Metadata-Version: 2.4
Name: llm-sentry
Version: 0.2.0
Summary: Unified AI reliability platform. One install, 12 diagnostic engines. Continuous monitoring, fault diagnosis, and compliance for LLM pipelines.
Project-URL: Homepage, https://github.com/Rowusuduah/llm-sentry
Project-URL: Repository, https://github.com/Rowusuduah/llm-sentry
Project-URL: Issues, https://github.com/Rowusuduah/llm-sentry/issues
Author-email: Richmond Owusu Duah <Rowusuduah@users.noreply.github.com>
License: MIT
License-File: LICENSE
Keywords: agents,ai,diagnosis,evaluation,llm,mlops,monitoring,observability,pipeline,production,rag,reliability,sentry,testing
Classifier: Development Status :: 3 - Alpha
Classifier: Intended Audience :: Developers
Classifier: License :: OSI Approved :: MIT License
Classifier: Programming Language :: Python :: 3.10
Classifier: Programming Language :: Python :: 3.11
Classifier: Programming Language :: Python :: 3.12
Classifier: Topic :: Scientific/Engineering :: Artificial Intelligence
Classifier: Topic :: Software Development :: Testing
Requires-Python: >=3.10
Requires-Dist: agent-patrol>=0.1.0
Requires-Dist: chain-probe>=0.1.0
Requires-Dist: context-recall>=0.1.0
Requires-Dist: cot-coherence>=0.1.0
Requires-Dist: drift-sentinel>=0.1.0
Requires-Dist: inject-lock>=0.1.0
Requires-Dist: llm-contract>=0.1.0
Requires-Dist: llm-mutation>=0.1.0
Requires-Dist: model-parity>=0.1.0
Requires-Dist: prompt-brittleness>=0.1.0
Requires-Dist: rag-pathology>=0.1.0
Requires-Dist: spec-drift>=0.1.0
Provides-Extra: dev
Requires-Dist: pytest-cov; extra == 'dev'
Requires-Dist: pytest>=7.0; extra == 'dev'
Requires-Dist: ruff; extra == 'dev'
Description-Content-Type: text/markdown

# llmguardrail

**One install. 12 diagnostic engines. Your AI pipeline's immune system.**

Stop guessing why your LLM app is broken. `llmguardrail` runs 12 specialized diagnostic engines across your entire AI stack — RAG pipelines, agent loops, chain-of-thought reasoning, prompt stability, model swaps, and output drift — in a single scan.

```bash
pip install llm-sentry
```

## The Problem

You have an LLM in production. It breaks. You don't know why.

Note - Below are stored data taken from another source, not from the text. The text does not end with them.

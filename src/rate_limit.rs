//! Rate limiting for authentication endpoints.
//!
//! Uses a token bucket algorithm with per-IP tracking to slow down credential
//! stuffing against login and signup.

use axum::{
    extract::{Request, State},
    http::StatusCode,
    middleware::Next,
    response::{IntoResponse, Response},
};
use governor::{Quota, RateLimiter, clock::DefaultClock, state::keyed::DefaultKeyedStateStore};
use std::{num::NonZeroU32, sync::Arc};

use crate::auth::extract_client_ip;

/// Per-IP rate limiter.
pub type IpLimiter = RateLimiter<String, DefaultKeyedStateStore<String>, DefaultClock>;

/// Bucket key for requests whose client IP cannot be determined.
const UNKNOWN_CLIENT: &str = "unknown";

/// Quotas for the limited endpoints. Zero values are raised to one.
#[derive(Debug, Clone, Copy, PartialEq, Eq)]
pub struct RateLimitSettings {
    /// Login attempts allowed back to back
    pub login_burst: u32,
    /// Sustained login attempts per minute
    pub login_per_minute: u32,
    /// Signups per minute
    pub signup_per_minute: u32,
}

impl Default for RateLimitSettings {
    fn default() -> Self {
        Self {
            login_burst: 5,
            login_per_minute: 10,
            signup_per_minute: 3,
        }
    }
}

fn non_zero(value: u32) -> NonZeroU32 {
    NonZeroU32::new(value).unwrap_or(NonZeroU32::MIN)
}

/// Rate limiters shared by the auth routes.
#[derive(Clone)]
pub struct RateLimiters {
    pub login: Arc<IpLimiter>,
    pub signup: Arc<IpLimiter>,
    /// Key buckets on `X-Forwarded-For` instead of the socket address
    pub trust_forwarded_for: bool,
}

impl RateLimiters {
    pub fn new(settings: RateLimitSettings, trust_forwarded_for: bool) -> Self {
        Self {
            login: Arc::new(RateLimiter::keyed(
                Quota::per_minute(non_zero(settings.login_per_minute))
                    .allow_burst(non_zero(settings.login_burst)),
            )),
            signup: Arc::new(RateLimiter::keyed(Quota::per_minute(non_zero(
                settings.signup_per_minute,
            )))),
            trust_forwarded_for,
        }
    }

    fn client_key(&self, request: &Request) -> String {
        extract_client_ip(request, self.trust_forwarded_for)
            .unwrap_or_else(|_| UNKNOWN_CLIENT.to_string())
    }
}

/// Middleware for rate limiting login.
pub async fn rate_limit_login(
    State(limiters): State<RateLimiters>,
    request: Request,
    next: Next,
) -> Response {
    let key = limiters.client_key(&request);
    match limiters.login.check_key(&key) {
        Ok(_) => next.run(request).await,
        Err(_) => {
            tracing::warn!(client = %key, "Login rate limit exceeded");
            (
                StatusCode::TOO_MANY_REQUESTS,
                "Too many authentication attempts. Please wait before trying again.",
            )
                .into_response()
        }
    }
}

/// Middleware for rate limiting signup.
pub async fn rate_limit_signup(
    State(limiters): State<RateLimiters>,
    request: Request,
    next: Next,
) -> Response {
    let key = limiters.client_key(&request);
    match limiters.signup.check_key(&key) {
        Ok(_) => next.run(request).await,
        Err(_) => (
            StatusCode::TOO_MANY_REQUESTS,
            "Too many signup attempts. Please wait before trying again.",
        )
            .into_response(),
    }
}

- Is it retrieval? Generation? Both?
- Is your agent stuck in a loop?
- Did your last prompt change break something?
- Is your chain-of-thought reasoning actually coherent?
- Did swapping models change behavior?

You're left stitching together 5+ tools, each with different APIs, different install processes, different report formats.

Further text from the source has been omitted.